Der Gedanke ist eine Eigenschaft Gottes, oder Gott ist ein denkendes Ding. Ausdehnung ist ein Attribut Gottes, oder Gott ist ein ausgedehntes Ding ... ob wir die Natur unter dem Attribut der Ausdehnung oder unter dem Attribut des Denkens oder unter irgendeinem anderen Attribut begreifen, wir werden ein und dieselbe Ordnung oder eine finden und derselbe Zusammenhang von Ursachen, dh dass dieselben Dinge aufeinander folgen ... Wir können hinzufügen, dass unser Verstand, sofern er die Dinge wahrhaftig wahrnimmt, Teil des unendlichen Intellekts Gottes ist; daher sind die klaren und deutlichen Ideen des Verstandes ebenso notwendigerweise wahr wie die Ideen von Gott ... Der menschliche Verstand hat ein angemessenes Wissen von Gottes ewigem und unendlichem Wesen [sic!]“.

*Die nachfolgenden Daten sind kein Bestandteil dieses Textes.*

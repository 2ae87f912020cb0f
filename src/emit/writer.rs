//! Output writer with indentation tracking
//!
//! Builds the generated C text line by line.

/// Spaces per indentation level in generated C
const INDENT_WIDTH: usize = 4;

/// Writer that tracks indentation and builds C output
pub struct CWriter {
    /// The output buffer
    output: String,
    /// Current indentation level
    indent_level: usize,
    /// Whether we're at the start of a line
    at_line_start: bool,
}

impl CWriter {
    pub fn new() -> Self {
        Self {
            output: String::new(),
            indent_level: 0,
            at_line_start: true,
        }
    }

    /// Get the generated output
    pub fn finish(self) -> String {
        self.output
    }

    /// Increase indentation level
    pub fn indent(&mut self) {
        self.indent_level += 1;
    }

    /// Decrease indentation level
    pub fn dedent(&mut self) {
        if self.indent_level > 0 {
            self.indent_level -= 1;
        }
    }

    fn write_indent(&mut self) {
        if self.at_line_start {
            self.output.push_str(&" ".repeat(self.indent_level * INDENT_WIDTH));
            self.at_line_start = false;
        }
    }

    /// Write a string (with auto-indent)
    pub fn write(&mut self, s: &str) {
        if s.is_empty() {
            return;
        }
        self.write_indent();
        self.output.push_str(s);
    }

    /// Write a string and newline
    pub fn writeln(&mut self, s: &str) {
        self.write(s);
        self.newline();
    }

    /// Write just a newline
    pub fn newline(&mut self) {
        self.output.push('\n');
        self.at_line_start = true;
    }

    /// Ensure exactly one blank line before the next section
    pub fn blank_line(&mut self) {
        if self.output.is_empty() || self.output.ends_with("\n\n") {
            return;
        }
        if !self.at_line_start {
            self.newline();
        }
        self.newline();
    }

    /// Write `header {`, the indented body, then `footer`
    pub fn block(&mut self, header: &str, footer: &str, body: impl FnOnce(&mut Self)) {
        self.writeln(&format!("{header} {{"));
        self.indent();
        body(self);
        self.dedent();
        self.writeln(footer);
    }
}

impl Default for CWriter {
    fn default() -> Self {
        Self::new()
    }
}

Während „intellektuelle Intuition“ von Idealisten wie Fichte und Schelling berühmt wurde, ist „ideale Wahrnehmung“ nicht ausschließlich ihnen vorbehalten. Husserl hat eine entmystifizierte Version davon unter dem Namen „kategoriale Intuition“ produziert, obwohl er eher Agnostiker als Materialist war, und „unabhängig von Sinnesdaten“ ist nicht ganz, wie er es ausdrücken würde. Vielmehr verschmilzt die Wahrnehmung sowohl sinnliche als auch konzeptionelle Aspekte, und sinnliche Wahrnehmungsakte ähneln intuitiven Vorstellungsakten, die in der Reflexion darauf aufbauen und ideelle Inhalte liefern. „Sense Data“ ist eine theoretische Fiktion. Empirisch gesehen wird die Ideentheorie von der Entwicklungs- und Kognitionspsychologie unterstützt und wurde von analytischen mathematischen Realisten angenommen, die keine Platonisten sind, wie Gödel, siehe in Über Husserl.Australische Schule der Aristoteliker . Penelope Maddy gibt in Perception and Mathematical Intuition eine materialistische Version der "kategorialen Intuition", inspiriert von Gödels Bemerkungen :

" Vermutlich ist die Fähigkeit der mathematischen Intuition selbst "eng verwandt" mit dieser neuen Art von Beziehung zwischen uns und der Realität, die für das Vorhandensein dieser abstrakten Elemente in unserer Wahrnehmungserfahrung verantwortlich ist ... Sinnesdatentheorien, nach denen es so ist nicht einmal möglich, streng genommen, physische Objekte wahrzunehmen ... erscheint mir falsch ... Was ich jetzt vorschlagen möchte, ist einfach, dass wir Wahrnehmungsüberzeugungen über Mengen physischer Objekte erwerben und dass sich unsere Fähigkeit, dies zu tun, entwickelt ganz ähnlich wie sich unsere Fähigkeit entwickelt, physische Objekte wahrzunehmen... ".

Ein weiteres modernes Beispiel ist Marjorie Grene , eine prominente Philosophin der Biologie, die Merleau-Pontys Wahrnehmungsphänomenologie in ähnlicher Weise neu interpretierte.